> Task goal
For each line in the data below that has the word "Flour", copy that line.

> Provided information
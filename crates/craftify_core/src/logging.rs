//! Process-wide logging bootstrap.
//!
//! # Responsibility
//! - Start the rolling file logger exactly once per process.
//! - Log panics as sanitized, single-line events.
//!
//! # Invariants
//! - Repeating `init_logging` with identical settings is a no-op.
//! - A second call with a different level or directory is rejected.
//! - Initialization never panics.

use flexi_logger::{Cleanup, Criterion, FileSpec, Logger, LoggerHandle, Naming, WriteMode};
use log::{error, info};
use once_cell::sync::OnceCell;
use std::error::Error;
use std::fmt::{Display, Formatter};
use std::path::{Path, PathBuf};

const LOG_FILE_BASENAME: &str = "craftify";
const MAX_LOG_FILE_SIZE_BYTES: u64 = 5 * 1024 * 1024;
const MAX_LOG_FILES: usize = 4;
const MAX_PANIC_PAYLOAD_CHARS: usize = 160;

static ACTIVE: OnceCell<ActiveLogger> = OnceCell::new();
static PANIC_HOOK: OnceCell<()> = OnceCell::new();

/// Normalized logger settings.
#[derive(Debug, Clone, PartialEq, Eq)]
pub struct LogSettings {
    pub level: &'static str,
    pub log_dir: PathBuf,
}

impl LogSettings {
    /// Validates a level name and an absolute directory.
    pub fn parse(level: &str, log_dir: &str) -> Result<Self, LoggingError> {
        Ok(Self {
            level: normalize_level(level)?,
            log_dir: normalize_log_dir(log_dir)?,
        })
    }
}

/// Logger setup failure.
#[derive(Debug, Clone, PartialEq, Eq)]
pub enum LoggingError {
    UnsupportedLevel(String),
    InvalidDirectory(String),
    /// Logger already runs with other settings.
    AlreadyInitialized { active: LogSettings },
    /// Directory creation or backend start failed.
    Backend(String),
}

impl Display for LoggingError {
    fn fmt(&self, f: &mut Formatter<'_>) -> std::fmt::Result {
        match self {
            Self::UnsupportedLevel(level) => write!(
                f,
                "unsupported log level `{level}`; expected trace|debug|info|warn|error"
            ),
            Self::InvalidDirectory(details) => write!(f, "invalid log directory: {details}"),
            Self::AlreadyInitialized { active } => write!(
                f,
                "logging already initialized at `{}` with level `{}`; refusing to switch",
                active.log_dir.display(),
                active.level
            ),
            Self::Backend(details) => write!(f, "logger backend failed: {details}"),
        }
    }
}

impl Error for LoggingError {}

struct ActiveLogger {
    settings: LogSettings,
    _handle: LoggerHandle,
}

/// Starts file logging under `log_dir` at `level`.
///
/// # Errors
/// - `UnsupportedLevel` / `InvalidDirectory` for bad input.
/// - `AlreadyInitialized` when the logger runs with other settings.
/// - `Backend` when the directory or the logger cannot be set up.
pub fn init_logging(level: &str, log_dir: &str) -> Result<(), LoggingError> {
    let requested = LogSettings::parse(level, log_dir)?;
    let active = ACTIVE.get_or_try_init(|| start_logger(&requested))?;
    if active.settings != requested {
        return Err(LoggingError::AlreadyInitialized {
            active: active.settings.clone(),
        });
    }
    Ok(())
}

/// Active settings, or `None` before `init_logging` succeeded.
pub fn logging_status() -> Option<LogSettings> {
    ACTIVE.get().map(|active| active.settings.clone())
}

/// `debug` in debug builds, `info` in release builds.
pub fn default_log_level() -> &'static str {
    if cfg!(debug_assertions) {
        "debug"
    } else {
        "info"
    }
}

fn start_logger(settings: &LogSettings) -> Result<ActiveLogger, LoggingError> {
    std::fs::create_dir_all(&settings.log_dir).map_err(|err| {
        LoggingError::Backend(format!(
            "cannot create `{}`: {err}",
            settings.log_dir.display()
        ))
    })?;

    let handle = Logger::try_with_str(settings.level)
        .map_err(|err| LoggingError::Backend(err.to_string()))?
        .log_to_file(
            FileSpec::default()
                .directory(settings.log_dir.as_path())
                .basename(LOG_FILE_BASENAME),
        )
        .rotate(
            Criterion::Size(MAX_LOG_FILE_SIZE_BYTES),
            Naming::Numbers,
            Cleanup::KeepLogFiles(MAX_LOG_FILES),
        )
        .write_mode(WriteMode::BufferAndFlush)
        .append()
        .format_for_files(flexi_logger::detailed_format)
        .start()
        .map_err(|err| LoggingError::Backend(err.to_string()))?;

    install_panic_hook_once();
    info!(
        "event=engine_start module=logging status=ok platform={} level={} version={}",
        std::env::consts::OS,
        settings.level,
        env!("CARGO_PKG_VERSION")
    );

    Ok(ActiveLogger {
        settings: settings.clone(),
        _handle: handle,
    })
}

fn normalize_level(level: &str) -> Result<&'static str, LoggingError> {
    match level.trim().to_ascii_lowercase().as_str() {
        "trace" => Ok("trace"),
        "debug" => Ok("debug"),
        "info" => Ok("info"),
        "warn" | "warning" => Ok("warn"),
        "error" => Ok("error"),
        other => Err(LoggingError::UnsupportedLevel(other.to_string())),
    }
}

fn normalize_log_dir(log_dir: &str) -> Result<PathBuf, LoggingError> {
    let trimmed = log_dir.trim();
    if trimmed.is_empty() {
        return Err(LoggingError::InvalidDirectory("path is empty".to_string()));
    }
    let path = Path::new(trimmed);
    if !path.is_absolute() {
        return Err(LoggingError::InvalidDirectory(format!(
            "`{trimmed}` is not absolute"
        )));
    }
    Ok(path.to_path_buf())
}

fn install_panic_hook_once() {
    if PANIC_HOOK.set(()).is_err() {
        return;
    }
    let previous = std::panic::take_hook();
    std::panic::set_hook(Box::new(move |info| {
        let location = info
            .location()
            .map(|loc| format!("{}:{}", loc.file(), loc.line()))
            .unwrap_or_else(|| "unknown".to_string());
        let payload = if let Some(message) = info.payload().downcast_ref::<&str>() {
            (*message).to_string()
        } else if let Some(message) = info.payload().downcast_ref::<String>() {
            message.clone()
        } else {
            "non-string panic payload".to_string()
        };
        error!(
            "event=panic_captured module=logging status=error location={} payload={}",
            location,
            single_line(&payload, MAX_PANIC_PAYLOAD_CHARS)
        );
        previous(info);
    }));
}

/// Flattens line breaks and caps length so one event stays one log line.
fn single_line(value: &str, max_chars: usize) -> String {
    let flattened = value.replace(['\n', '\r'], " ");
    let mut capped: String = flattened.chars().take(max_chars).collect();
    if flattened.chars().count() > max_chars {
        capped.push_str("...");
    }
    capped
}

==

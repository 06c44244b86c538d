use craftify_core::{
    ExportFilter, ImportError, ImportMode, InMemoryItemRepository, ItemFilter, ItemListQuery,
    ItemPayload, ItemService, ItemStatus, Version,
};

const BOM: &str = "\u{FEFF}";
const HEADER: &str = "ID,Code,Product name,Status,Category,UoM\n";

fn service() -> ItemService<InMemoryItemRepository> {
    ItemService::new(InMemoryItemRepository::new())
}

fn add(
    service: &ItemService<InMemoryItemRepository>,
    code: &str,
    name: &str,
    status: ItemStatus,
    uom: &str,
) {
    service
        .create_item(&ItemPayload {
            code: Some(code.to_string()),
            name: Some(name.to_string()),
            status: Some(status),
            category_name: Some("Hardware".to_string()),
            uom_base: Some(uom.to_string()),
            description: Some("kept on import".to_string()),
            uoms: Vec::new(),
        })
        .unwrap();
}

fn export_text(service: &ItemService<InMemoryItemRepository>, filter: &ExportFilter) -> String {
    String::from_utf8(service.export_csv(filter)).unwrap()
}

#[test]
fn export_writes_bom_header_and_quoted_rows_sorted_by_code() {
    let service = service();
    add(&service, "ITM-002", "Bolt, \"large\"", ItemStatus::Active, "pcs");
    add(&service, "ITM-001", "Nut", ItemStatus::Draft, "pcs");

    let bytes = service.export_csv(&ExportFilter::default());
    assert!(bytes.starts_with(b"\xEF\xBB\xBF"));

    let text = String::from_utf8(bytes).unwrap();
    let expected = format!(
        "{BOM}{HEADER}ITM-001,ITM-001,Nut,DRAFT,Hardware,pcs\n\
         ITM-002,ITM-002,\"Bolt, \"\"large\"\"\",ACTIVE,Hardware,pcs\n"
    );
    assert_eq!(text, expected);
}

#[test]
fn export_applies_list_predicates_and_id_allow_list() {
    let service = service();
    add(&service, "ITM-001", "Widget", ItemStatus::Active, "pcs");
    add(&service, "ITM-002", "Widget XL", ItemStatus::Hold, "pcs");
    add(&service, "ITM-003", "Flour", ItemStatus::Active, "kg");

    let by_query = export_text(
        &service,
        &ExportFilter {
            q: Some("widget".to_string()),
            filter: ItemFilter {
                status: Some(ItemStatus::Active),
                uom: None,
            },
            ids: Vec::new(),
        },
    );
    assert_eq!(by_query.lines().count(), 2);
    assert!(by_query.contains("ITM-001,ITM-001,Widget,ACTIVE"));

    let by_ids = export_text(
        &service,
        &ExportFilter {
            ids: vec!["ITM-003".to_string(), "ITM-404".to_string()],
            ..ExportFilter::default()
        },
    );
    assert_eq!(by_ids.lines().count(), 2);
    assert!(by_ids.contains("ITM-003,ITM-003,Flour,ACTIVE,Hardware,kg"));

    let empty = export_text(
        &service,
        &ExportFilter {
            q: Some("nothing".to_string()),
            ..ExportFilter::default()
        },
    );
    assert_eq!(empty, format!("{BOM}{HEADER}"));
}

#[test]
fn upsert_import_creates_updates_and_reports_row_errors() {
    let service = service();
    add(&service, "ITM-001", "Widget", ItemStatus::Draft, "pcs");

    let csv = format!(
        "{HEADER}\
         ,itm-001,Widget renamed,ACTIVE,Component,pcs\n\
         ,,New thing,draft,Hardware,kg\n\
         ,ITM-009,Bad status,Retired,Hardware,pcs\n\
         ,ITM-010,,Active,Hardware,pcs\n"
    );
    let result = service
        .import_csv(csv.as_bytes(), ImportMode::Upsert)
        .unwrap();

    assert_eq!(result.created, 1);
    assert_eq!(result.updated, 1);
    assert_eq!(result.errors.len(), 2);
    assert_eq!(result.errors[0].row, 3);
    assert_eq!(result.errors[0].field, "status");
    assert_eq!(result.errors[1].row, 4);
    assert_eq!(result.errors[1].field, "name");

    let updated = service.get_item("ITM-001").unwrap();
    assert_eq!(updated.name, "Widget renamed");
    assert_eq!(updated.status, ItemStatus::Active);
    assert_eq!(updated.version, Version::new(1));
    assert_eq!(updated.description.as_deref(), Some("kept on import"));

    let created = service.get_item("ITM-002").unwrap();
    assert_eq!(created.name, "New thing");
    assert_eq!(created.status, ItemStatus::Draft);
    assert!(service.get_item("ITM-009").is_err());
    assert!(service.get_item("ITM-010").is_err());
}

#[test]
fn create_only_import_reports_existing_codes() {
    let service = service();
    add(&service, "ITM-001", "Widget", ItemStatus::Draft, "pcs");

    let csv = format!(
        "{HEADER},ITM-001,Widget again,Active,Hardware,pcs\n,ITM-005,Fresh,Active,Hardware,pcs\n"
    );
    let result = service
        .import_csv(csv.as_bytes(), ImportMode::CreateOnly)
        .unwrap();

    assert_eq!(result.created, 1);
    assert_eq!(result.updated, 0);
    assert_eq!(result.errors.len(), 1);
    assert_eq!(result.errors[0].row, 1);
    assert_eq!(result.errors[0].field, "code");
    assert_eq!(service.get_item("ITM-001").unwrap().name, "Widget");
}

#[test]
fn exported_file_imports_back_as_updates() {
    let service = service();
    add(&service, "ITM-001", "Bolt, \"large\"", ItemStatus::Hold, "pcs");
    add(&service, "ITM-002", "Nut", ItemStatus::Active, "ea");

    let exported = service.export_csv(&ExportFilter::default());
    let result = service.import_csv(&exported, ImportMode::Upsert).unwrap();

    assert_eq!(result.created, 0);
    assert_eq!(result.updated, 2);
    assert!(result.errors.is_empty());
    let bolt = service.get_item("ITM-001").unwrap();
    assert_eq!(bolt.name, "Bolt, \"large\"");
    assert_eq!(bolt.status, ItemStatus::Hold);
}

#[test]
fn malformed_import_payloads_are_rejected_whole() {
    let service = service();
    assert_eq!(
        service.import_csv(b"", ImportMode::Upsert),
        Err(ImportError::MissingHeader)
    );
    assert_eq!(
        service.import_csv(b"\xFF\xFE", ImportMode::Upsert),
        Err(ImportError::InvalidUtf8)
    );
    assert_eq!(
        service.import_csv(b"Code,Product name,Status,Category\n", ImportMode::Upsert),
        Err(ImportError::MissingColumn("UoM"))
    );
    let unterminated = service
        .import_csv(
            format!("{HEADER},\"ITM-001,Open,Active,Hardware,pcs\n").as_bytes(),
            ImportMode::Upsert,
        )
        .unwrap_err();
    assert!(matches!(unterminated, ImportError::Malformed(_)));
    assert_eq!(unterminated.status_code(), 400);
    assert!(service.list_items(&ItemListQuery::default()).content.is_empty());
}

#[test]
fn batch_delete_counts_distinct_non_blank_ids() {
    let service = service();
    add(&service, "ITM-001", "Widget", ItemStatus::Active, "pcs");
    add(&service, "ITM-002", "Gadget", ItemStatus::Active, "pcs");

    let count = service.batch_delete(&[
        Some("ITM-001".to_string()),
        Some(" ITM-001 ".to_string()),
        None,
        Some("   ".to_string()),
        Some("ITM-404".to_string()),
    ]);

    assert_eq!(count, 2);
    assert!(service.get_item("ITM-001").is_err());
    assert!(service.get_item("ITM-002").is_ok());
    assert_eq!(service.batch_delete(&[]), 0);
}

> Answer to the problem
    add(&service, "ITM-003", "Flour", ItemStatus::Active, "kg");
    assert!(by_ids.contains("ITM-003,ITM-003,Flour,ACTIVE,Hardware,kg"));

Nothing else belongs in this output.